### ABOUT THIS TASK
From the entries below, transcribe exactly the lines between the line holding "pub fn text(&self, language: Language)" and the line holding "a string value.", inclusive; skip all other lines.

[Saved entries]
********************
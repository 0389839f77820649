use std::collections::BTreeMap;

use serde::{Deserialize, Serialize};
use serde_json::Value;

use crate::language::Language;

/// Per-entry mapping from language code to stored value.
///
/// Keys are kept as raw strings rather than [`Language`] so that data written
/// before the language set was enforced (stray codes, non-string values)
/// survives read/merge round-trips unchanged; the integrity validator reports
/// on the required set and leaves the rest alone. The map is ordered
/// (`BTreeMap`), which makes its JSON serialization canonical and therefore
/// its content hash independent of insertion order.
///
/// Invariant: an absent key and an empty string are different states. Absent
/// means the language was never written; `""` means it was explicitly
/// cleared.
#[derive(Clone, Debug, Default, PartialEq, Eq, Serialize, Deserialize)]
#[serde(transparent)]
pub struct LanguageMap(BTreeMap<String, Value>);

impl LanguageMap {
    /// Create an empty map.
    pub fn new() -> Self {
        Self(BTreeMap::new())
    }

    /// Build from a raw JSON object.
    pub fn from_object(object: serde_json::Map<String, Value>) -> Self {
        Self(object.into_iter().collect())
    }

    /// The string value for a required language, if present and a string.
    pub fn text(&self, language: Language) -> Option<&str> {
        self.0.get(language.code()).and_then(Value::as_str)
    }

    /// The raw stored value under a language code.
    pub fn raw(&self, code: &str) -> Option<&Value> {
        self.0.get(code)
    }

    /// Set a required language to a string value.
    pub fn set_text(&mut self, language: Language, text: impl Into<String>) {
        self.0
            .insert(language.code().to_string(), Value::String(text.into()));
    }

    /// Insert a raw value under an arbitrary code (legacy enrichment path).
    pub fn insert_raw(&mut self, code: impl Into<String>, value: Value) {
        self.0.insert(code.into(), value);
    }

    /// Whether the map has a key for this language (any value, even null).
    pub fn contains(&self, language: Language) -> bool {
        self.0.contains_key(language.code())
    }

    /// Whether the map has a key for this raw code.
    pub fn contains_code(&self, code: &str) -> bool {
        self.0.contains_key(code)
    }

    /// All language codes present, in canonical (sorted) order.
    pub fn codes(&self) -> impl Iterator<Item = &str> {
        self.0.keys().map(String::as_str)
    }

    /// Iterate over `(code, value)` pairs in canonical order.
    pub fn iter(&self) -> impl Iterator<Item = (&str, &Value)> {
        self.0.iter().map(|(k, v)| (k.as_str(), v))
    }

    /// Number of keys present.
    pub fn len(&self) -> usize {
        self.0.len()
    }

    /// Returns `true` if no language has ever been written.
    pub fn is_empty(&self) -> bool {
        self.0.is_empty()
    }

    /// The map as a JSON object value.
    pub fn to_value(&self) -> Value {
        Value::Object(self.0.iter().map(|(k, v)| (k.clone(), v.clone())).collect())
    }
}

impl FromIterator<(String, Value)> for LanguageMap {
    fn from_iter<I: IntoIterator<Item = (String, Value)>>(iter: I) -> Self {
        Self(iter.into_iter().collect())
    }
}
********************
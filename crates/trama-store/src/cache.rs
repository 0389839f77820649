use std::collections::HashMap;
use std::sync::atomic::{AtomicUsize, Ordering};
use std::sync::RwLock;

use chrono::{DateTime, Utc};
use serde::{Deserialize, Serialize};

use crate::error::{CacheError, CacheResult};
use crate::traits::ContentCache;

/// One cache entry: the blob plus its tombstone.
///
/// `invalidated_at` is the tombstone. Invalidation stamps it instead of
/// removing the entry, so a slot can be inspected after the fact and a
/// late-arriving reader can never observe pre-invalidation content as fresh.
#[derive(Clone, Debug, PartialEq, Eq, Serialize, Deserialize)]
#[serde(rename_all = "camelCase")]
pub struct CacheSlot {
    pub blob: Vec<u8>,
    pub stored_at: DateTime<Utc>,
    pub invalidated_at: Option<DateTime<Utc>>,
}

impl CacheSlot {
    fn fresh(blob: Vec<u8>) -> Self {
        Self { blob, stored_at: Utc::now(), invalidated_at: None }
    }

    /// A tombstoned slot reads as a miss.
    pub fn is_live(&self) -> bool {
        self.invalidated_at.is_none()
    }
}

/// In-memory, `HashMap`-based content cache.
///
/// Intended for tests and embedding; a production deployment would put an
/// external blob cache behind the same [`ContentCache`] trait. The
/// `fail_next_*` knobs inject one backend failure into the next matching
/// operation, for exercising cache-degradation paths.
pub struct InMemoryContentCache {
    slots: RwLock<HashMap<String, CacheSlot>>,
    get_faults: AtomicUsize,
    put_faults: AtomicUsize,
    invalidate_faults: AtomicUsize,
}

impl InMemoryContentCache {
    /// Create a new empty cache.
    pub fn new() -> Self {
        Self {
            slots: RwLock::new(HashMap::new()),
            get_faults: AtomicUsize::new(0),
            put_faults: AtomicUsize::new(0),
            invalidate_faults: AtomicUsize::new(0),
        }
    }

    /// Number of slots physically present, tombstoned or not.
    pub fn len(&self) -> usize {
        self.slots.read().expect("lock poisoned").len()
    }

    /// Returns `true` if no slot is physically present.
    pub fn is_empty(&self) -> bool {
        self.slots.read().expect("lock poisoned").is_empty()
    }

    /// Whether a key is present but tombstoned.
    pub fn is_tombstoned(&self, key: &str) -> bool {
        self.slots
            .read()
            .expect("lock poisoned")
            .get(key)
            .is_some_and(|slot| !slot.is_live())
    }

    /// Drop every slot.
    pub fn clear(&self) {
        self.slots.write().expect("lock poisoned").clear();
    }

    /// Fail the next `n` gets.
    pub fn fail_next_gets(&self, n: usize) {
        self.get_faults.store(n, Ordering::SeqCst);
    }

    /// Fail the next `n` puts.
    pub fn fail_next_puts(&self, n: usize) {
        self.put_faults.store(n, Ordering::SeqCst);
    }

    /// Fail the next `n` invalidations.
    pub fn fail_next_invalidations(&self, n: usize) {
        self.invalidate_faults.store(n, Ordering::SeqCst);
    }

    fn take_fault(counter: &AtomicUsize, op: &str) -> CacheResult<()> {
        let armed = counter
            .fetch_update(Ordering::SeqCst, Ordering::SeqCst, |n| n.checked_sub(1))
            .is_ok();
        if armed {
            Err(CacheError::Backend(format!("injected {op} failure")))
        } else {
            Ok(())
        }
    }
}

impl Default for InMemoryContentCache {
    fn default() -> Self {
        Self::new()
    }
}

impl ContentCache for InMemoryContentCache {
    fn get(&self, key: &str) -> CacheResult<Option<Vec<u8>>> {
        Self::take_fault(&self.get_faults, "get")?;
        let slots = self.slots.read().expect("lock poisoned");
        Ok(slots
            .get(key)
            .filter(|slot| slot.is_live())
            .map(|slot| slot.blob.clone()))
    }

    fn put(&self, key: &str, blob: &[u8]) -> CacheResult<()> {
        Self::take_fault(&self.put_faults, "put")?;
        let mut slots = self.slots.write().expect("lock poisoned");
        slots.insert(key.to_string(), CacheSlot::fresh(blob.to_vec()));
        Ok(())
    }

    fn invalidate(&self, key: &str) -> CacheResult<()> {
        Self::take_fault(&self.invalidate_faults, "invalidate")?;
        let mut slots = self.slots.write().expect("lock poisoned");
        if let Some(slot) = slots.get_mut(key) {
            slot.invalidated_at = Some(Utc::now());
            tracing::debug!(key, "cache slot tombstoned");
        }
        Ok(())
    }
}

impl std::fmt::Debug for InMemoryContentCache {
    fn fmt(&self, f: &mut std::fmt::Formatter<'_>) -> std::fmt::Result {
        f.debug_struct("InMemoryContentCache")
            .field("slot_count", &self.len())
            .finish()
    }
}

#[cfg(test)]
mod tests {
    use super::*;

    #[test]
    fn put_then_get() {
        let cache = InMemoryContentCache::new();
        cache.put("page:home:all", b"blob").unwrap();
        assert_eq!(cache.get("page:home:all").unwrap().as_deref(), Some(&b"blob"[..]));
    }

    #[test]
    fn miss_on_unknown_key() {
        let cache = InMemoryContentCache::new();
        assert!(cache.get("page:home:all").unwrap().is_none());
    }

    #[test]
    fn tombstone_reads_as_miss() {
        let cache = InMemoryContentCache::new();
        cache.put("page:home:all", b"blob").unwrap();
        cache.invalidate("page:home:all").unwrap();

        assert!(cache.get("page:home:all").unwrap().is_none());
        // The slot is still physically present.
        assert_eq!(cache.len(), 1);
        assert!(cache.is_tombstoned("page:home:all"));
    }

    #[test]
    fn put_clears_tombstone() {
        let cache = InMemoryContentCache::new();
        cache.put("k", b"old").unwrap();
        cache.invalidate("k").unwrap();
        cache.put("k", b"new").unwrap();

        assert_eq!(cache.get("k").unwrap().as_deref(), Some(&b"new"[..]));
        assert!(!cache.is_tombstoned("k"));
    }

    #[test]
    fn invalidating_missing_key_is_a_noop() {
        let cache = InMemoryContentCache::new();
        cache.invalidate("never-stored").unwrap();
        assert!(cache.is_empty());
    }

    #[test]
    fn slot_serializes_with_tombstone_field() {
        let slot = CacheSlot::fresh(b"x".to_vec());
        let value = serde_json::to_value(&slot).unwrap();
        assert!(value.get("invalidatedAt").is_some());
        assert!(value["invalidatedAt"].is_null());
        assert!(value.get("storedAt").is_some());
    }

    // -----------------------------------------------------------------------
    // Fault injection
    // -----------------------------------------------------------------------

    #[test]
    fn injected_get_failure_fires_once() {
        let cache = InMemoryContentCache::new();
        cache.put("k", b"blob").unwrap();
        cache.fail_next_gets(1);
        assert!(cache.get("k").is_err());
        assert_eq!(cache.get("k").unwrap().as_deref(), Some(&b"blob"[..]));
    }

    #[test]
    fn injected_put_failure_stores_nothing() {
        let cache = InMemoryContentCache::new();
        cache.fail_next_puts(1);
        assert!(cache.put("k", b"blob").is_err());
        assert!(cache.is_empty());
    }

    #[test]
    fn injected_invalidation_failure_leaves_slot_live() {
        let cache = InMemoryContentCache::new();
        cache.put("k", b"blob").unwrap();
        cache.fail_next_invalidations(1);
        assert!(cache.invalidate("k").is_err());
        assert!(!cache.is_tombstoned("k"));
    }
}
********************
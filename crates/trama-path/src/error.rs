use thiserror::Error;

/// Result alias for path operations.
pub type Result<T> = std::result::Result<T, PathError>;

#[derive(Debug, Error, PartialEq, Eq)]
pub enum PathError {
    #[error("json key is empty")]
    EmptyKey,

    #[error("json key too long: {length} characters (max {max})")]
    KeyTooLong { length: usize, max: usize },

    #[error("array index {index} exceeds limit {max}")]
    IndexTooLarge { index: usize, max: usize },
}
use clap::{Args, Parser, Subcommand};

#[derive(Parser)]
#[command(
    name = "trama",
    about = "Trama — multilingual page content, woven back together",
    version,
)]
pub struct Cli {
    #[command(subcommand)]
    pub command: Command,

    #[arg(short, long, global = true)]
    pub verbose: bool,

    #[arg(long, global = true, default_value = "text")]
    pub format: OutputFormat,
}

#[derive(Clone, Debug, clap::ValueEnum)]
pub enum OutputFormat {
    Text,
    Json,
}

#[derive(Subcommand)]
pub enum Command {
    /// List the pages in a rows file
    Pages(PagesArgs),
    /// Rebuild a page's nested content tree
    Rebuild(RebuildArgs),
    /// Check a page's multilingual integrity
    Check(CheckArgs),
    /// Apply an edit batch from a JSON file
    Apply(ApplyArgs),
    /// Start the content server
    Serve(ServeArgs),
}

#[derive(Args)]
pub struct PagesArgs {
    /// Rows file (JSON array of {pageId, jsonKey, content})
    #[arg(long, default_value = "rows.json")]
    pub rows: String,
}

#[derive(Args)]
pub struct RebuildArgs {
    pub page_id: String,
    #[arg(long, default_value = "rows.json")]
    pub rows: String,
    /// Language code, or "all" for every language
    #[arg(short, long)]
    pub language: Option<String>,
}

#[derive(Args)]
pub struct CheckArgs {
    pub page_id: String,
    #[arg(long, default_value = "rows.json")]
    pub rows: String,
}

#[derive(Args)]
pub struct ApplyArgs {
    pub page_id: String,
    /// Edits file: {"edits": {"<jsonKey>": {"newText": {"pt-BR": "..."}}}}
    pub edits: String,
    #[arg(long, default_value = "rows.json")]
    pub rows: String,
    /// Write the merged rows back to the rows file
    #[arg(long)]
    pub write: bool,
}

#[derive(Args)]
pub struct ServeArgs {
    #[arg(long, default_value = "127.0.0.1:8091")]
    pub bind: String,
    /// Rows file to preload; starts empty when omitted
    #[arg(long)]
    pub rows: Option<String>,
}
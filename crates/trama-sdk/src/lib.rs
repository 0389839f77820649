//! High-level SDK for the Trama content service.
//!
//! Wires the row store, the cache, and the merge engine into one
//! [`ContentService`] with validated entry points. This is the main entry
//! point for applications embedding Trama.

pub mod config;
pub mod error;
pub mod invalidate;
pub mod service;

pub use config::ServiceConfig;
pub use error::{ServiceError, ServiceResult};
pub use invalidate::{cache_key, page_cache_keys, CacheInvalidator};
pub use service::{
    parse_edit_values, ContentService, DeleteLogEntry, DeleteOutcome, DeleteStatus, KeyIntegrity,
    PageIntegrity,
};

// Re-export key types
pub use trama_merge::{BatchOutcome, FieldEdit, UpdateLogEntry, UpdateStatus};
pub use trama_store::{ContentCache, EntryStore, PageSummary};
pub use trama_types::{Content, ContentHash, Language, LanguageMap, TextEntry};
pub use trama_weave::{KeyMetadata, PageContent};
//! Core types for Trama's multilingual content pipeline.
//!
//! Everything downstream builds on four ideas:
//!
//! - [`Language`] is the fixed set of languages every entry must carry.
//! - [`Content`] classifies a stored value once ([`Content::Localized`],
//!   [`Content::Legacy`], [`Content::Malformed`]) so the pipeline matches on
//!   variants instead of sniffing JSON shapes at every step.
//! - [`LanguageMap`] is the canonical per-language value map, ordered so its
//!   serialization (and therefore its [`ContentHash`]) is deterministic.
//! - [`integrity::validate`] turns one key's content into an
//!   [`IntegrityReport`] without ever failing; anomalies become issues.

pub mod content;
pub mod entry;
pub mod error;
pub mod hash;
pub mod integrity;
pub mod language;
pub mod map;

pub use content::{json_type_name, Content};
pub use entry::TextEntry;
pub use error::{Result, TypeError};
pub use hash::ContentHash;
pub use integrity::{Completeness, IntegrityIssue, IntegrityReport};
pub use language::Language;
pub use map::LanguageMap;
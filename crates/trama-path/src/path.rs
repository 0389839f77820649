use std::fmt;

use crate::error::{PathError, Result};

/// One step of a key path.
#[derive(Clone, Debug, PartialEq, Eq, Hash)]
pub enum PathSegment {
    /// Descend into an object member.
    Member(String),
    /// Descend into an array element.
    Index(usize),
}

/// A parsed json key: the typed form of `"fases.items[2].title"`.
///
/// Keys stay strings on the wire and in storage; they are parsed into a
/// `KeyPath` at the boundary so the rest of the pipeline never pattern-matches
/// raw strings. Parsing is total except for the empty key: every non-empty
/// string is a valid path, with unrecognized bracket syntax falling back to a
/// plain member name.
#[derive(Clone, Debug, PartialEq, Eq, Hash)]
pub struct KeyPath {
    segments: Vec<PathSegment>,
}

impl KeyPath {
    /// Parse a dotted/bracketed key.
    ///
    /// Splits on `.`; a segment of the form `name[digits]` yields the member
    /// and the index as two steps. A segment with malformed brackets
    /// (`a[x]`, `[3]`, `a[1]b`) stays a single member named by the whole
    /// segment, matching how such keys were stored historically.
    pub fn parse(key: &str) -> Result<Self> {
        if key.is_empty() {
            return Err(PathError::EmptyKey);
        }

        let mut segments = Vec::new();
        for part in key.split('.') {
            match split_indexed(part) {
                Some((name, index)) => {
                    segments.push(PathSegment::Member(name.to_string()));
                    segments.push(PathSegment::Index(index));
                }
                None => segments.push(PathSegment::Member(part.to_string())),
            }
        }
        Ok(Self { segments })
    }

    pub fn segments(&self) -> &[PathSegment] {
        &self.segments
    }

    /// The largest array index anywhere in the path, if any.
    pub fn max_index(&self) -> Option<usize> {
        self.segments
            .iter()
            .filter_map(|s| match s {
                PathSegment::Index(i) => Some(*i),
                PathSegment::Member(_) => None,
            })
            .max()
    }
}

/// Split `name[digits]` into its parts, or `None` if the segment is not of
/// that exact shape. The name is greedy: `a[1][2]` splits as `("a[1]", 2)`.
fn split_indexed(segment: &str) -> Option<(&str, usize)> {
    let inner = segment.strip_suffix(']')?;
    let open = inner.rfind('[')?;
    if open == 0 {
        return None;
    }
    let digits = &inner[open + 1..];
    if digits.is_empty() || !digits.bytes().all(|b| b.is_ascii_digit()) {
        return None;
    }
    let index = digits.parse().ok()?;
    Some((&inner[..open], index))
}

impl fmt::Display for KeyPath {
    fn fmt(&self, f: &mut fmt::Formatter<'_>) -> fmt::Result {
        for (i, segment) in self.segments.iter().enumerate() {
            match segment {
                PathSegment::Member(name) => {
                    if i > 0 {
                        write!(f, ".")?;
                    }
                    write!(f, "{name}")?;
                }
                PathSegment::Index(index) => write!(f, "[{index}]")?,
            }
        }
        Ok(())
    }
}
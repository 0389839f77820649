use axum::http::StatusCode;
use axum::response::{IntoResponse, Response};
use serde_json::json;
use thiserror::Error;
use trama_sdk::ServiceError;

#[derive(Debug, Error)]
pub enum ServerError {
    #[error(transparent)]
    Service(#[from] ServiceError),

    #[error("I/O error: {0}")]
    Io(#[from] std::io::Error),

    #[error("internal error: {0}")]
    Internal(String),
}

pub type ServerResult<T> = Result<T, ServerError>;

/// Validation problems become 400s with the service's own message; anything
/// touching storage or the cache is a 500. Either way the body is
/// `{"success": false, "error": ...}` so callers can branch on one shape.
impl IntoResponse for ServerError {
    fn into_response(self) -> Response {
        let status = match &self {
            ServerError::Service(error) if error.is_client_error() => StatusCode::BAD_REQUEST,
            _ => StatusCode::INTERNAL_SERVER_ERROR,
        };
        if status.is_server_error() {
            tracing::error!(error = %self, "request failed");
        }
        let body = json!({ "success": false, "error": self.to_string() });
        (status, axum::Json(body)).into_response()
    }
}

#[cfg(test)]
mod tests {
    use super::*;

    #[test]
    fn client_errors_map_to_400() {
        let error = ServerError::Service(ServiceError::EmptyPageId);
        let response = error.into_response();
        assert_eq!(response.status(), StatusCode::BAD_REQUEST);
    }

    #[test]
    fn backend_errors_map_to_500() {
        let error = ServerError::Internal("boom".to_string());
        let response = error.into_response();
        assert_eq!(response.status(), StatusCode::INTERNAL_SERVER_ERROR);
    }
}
********************
### SOLUTION TO THE EXERCISE
    pub fn text(&self, language: Language) -> Option<&str> {
        self.0.get(language.code()).and_then(Value::as_str)
    }

    /// The raw stored value under a language code.
    pub fn raw(&self, code: &str) -> Option<&Value> {
        self.0.get(code)
    }

    /// Set a required language to a string value.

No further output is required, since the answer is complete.